Q: How much faster is the RTX 5090 than the previous generation for Blender Cycles? A: Across 38 paired production scenes (same scene and user on both generations), median per-frame time dropped about 69% — a median 3.2x speedup, with a bootstrap 95% confidence interval of 3.0–3.3x. Individual scenes ranged from 1.6x to 5.1x. This is observational, node-vs-node data, not a controlled benchmark.

Q: Why do the speedups vary so much between scenes? A: Speedup tracks per-frame workload as a loose positive trend (Spearman ρ ≈ 0.34). Short, overhead-bound frames gain the least because fixed per-task cost — scene load, sync, the old virtualization layer — dominates; heavier, compute-bound frames gain more. One heavy scene held at 1.6x because its bottleneck was storage or a CPU-bound stage, not the GPU.

Q: Is this a controlled benchmark I can compare to my own hardware? A: No. These are observational field notes from one live production node, Blender Cycles only. Users adjusted their own scenes between re-renders, and the comparison is node-vs-node — a bare-metal 5090 against virtualized previous-generation nodes — so some of the gap is setup, not silicon. The baseline is RTX 3080/2080-class hardware, not a current RTX 4090.

Q: How much VRAM did production scenes actually use? A: Across 57 logged Cycles jobs, peak render-device memory was about 5.6 GB at the median and 11.5 GB at the 90th percentile. The heaviest single job logged about 37 GB — past the 5090's own 32 GB — which on a GPU means a CPU fallback or no render. Size VRAM for the tail, not the median.

Q: Did the RTX 5090 change how often AI denoising was used? A: No. About 83% of Cycles jobs on the 5090 node ran an AI denoise pass (OptiX or Intel Open Image Denoise) — and the rate was essentially the same on the previous generation. AI denoising was already standard; the new card only changed the speed of everything around it.

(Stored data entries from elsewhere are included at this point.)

//! Layer executor: turns one dense layer into bound kernel launches and enqueues them.
//!
//! A layer with activation runs `multiply -> add_bias -> activate`; the final layer runs
//! `multiply -> add_bias` with the bias addition writing straight into the layer output.
//! Every launch is checked against the arena before anything is submitted, and every
//! launch after the first names its predecessor as a dependency.

use log::debug;

use crate::backend::{CompletionHandle, ComputeBackend};
use crate::errors::{PipelineError, PipelineResult};
use crate::kernels::KernelLaunch;
use crate::network::LayerSpec;
use crate::tensor::{BufferId, TensorArena, TensorDescriptor};

/// Buffers a layer reads from and writes to, besides its own parameters.
#[derive(Debug, Clone, Copy, PartialEq, Eq)]
pub struct LayerBuffers {
    pub input: BufferId,
    pub output: BufferId,
    /// Multiply accumulator. Must differ from `input`.
    pub scratch: BufferId,
}

/// Completion handles of one layer, in stage order.
#[derive(Debug, Clone, PartialEq, Eq)]
pub struct LayerHandles {
    /// 1-based layer index.
    pub layer: usize,
    pub handles: Vec<CompletionHandle>,
}

impl LayerHandles {
    /// Handle of the layer's final stage.
    pub fn last(&self) -> Option<CompletionHandle> {
        self.handles.last().copied()
    }
}

/// Binds layers to kernels against the slots of a [`TensorArena`].
pub struct LayerExecutor<'a> {
    arena: &'a TensorArena,
}

impl<'a> LayerExecutor<'a> {
    pub fn new(arena: &'a TensorArena) -> Self {
        Self { arena }
    }

    /// The launches for `layer`, in submission order.
    pub fn plan(&self, layer: &LayerSpec, buffers: &LayerBuffers) -> Vec<KernelLaunch> {
        let rows = layer.output_width as u32;
        let bias_output = if layer.apply_activation {
            buffers.scratch
        } else {
            buffers.output
        };

        let mut launches = vec![
            KernelLaunch::Multiply {
                weights: layer.weights,
                input: buffers.input,
                output: buffers.scratch,
                rows,
                cols: layer.input_width as u32,
            },
            KernelLaunch::AddBias {
                a: buffers.scratch,
                b: layer.bias,
                output: bias_output,
                len: rows,
            },
        ];
        if layer.apply_activation {
            launches.push(KernelLaunch::Activate {
                input: buffers.scratch,
                output: buffers.output,
                len: rows,
            });
        }
        launches
    }

    /// Cross-checks a launch's shape arguments against the descriptors of its buffers.
    pub fn validate(&self, layer: &LayerSpec, launch: &KernelLaunch) -> PipelineResult<()> {
        let stage = launch.kernel();

        if let Some(aliased) = launch.aliased_output() {
            return Err(PipelineError::AliasedOperands {
                layer: layer.index,
                stage,
                buffer: self.descriptor(layer, aliased)?.label().to_string(),
            });
        }

        for (id, required) in launch.extents() {
            let descriptor = self.descriptor(layer, id)?;
            if !descriptor.admits(required) {
                return Err(PipelineError::ShapeMismatch {
                    layer: layer.index,
                    stage,
                    buffer: descriptor.label().to_string(),
                    expected: required,
                    actual: descriptor.element_count(),
                });
            }
        }
        Ok(())
    }

    /// Validates and enqueues every stage of `layer`.
    ///
    /// `after` is the last handle of the previous layer; the first stage waits on it.
    pub fn run_layer<B: ComputeBackend>(
        &self,
        backend: &mut B,
        layer: &LayerSpec,
        buffers: &LayerBuffers,
        after: Option<CompletionHandle>,
    ) -> PipelineResult<LayerHandles> {
        let launches = self.plan(layer, buffers);
        for launch in &launches {
            self.validate(layer, launch)?;
        }

        let mut handles = Vec::with_capacity(launches.len());
        let mut previous = after;
        for launch in &launches {
            let dependencies: Vec<CompletionHandle> = previous.into_iter().collect();
            let handle = backend
                .submit(launch, &dependencies)
                .map_err(|source| PipelineError::Stage {
                    layer: layer.index,
                    stage: launch.kernel(),
                    source,
                })?;
            debug!("Layer {} {} enqueued", layer.index, launch.kernel());
            handles.push(handle);
            previous = Some(handle);
        }

        Ok(LayerHandles {
            layer: layer.index,
            handles,
        })
    }

    fn descriptor(&self, layer: &LayerSpec, id: BufferId) -> PipelineResult<&'a TensorDescriptor> {
        self.arena
            .descriptor(id)
            .ok_or(PipelineError::UnknownSlot {
                layer: layer.index,
                id: id.index(),
            })
    }
}

#[cfg(test)]
mod tests {
    use super::*;
    use crate::kernels::KernelId;
    use crate::tensor::TensorRole;

    struct Slots {
        arena: TensorArena,
        layer: LayerSpec,
        buffers: LayerBuffers,
    }

    fn slots(apply_activation: bool) -> Slots {
        let mut arena = TensorArena::new();
        let input = arena.declare(TensorDescriptor::new("hidden", 16, TensorRole::Scratch));
        let weights = arena.declare(TensorDescriptor::new("w", 16 * 16, TensorRole::Weight));
        let bias = arena.declare(TensorDescriptor::new("b", 16, TensorRole::Bias));
        let scratch = arena.declare(TensorDescriptor::new("scratch", 16, TensorRole::Scratch));
        Slots {
            arena,
            layer: LayerSpec {
                index: 2,
                input_width: 16,
                output_width: 16,
                weights,
                bias,
                apply_activation,
            },
            buffers: LayerBuffers {
                input,
                output: input,
                scratch,
            },
        }
    }

    #[test]
    fn test_plan_with_activation_has_three_stages() {
        let slots = slots(true);
        let executor = LayerExecutor::new(&slots.arena);
        let kernels: Vec<KernelId> = executor
            .plan(&slots.layer, &slots.buffers)
            .iter()
            .map(KernelLaunch::kernel)
            .collect();
        assert_eq!(
            kernels,
            vec![KernelId::Multiply, KernelId::AddBias, KernelId::Activate]
        );
    }

    #[test]
    fn test_plan_without_activation_writes_bias_into_output() {
        let slots = slots(false);
        let executor = LayerExecutor::new(&slots.arena);
        let launches = executor.plan(&slots.layer, &slots.buffers);
        assert_eq!(launches.len(), 2);
        assert_eq!(launches[1].output(), slots.buffers.output);
    }

    #[test]
    fn test_valid_plan_passes_validation() {
        let slots = slots(true);
        let executor = LayerExecutor::new(&slots.arena);
        for launch in executor.plan(&slots.layer, &slots.buffers) {
            assert!(executor.validate(&slots.layer, &launch).is_ok());
        }
    }

    #[test]
    fn test_multiply_into_its_input_is_rejected() {
        let mut slots = slots(true);
        slots.buffers.scratch = slots.buffers.input;
        let executor = LayerExecutor::new(&slots.arena);
        let launch = executor.plan(&slots.layer, &slots.buffers)[0];
        assert!(matches!(
            executor.validate(&slots.layer, &launch),
            Err(PipelineError::AliasedOperands { layer: 2, stage: KernelId::Multiply, ref buffer }) if buffer == "hidden"
        ));
    }

    #[test]
    fn test_bias_of_wrong_length_is_a_shape_mismatch() {
        let mut slots = slots(true);
        slots.layer.bias = slots
            .arena
            .declare(TensorDescriptor::new("short bias", 8, TensorRole::Bias));
        let executor = LayerExecutor::new(&slots.arena);
        let launch = executor.plan(&slots.layer, &slots.buffers)[1];
        assert!(matches!(
            executor.validate(&slots.layer, &launch),
            Err(PipelineError::ShapeMismatch {
                stage: KernelId::AddBias,
                expected: 16,
                actual: 8,
                ..
            })
        ));
    }

    #[test]
    fn test_unknown_slot_is_reported() {
        let mut slots = slots(true);
        slots.layer.weights = BufferId::new(99);
        let executor = LayerExecutor::new(&slots.arena);
        let launch = executor.plan(&slots.layer, &slots.buffers)[0];
        assert!(matches!(
            executor.validate(&slots.layer, &launch),
            Err(PipelineError::UnknownSlot { layer: 2, id: 99 })
        ));
    }
}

Q: How stable was the driver during the seven weeks? A: One driver — 581.80 on CUDA 13.0 — ran the entire 51-day window with zero churn: no rollbacks, no mid-window swaps. For early-cycle hardware on a production queue, that stability is a meaningful result on its own.

Q: What was the power draw and temperature under load? A: On a controlled bench run under sustained load, each card drew about 360–375 W, peaking near 400 W, at 68–83 °C — comfortably under the card's ~575 W rated class. Energy-per-frame works out to roughly 2.5 Wh, which is an inference from that bench measurement, computed for the 5090 only.

Q: Do these numbers apply to other render engines? A: No. This study is Blender Cycles GPU only, on a single node. Other engines log denoising, memory, and timing differently. Treat these as Cycles-specific field notes, not a farm-wide or cross-engine claim.